Miguel Brieño-Enríquez, MD, PhD, assistant professor of obstetrics, gynecology, and reproductive sciences, School of Medicine, and investigator, Magee-Womens Research Institute, will present a Senior Vice Chancellor’s Research Seminar,  “Forever Young: Lessons from the Naked Mole-Rat Ovary.”

Registration for the lecture is required to receive event instructions.

Topic Overview:

During the last 16 years, several researchers have proposed the presence of ovarian stem cells, a so-called postnatal neo-oogenesis. This concept has been fiercely debated and is highly controversial. It is clear that if these cells are present in the ovary, they do not rescue it from oocyte depletion.
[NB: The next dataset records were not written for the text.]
/*
 * 5D Labs Agent Platform - Kubernetes Orchestrator for AI Coding Agents
 * Copyright (C) 2025 5D Labs
 *
 * This program is free software: you can redistribute it and/or modify
 * it under the terms of the GNU Affero General Public License as published
 * by the Free Software Foundation, either version 3 of the License, or
 * (at your option) any later version.
 *
 * This program is distributed in the hope that it will be useful,
 * but WITHOUT ANY WARRANTY; without even the implied warranty of
 * MERCHANTABILITY or FITNESS FOR A PARTICULAR PURPOSE. See the
 * GNU Affero General Public License for more details.
 *
 * You should have received a copy of the GNU Affero General Public License
 * along with this program. If not, see <https://www.gnu.org/licenses/>.
 */

#![allow(clippy::missing_errors_doc, clippy::missing_panics_doc, clippy::doc_markdown)]

//! Run execution engine
//!
//! Runs move through a guarded lifecycle graph. A runtime resolves each run
//! into a runnable, a framework turns the runnable into Kubernetes objects,
//! and monitors reconcile those objects back into runnable and run state.

pub mod cluster;
pub mod config;
pub mod error;
pub mod frameworks;
pub mod fsm;
pub mod lifecycle;
pub mod manager;
pub mod model;
pub mod monitor;
pub mod runtime;
pub mod store;

pub use config::ControllerConfig;
pub use error::{Error, Result};
pub use lifecycle::RunState;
Thus, female fertility and reproductive lifespan in mammals critically depend on the size and quality of the ovarian reserve that is generated, mostly, in utero. However, to each rule there is an exception. The naked mole-rat (NMR, Heterocephalus glaber) is well known for being the longest-living rodent, with a maximum lifespan of >37 years. Female NMRs are also exceptional because they demonstrate no decline in fertility or fecundity for the vast majority, if not the entirety, of their decades-long lifespan, whereas comparably sized mice have reduced fertility by 9 months of age. The mechanism(s) allowing NMRs to avoid reproductive senescence are still unknown. Brieño-Enríquez and colleagues reported that, in contrast to mice, humans, and other mammals, the entire process of oogenesis occurs postnatally in the NMR. Evidence of postnatal oogenesis in naked mole-rats includes a significant increase in germ cell numbers, identification of germ cells positive for pluripotency, primordial germ cells, and proliferation markers. This results in more than 1.5 million germ cells in naked mole-rat ovaries by postnatal day 8, approximately five times more than in humans at birth. Using in vivo and in vitro approaches, Brieño-Enríquez and colleagues showed the ability of these postnatal germ cells to mitotically divide. So, in NMR ovaries, the lack of decline in fertility or fecundity is supported by germ-cell proliferation in the postnatal ovary along the entire lifespan, maintaining the ovarian reserve and avoiding reproductive aging.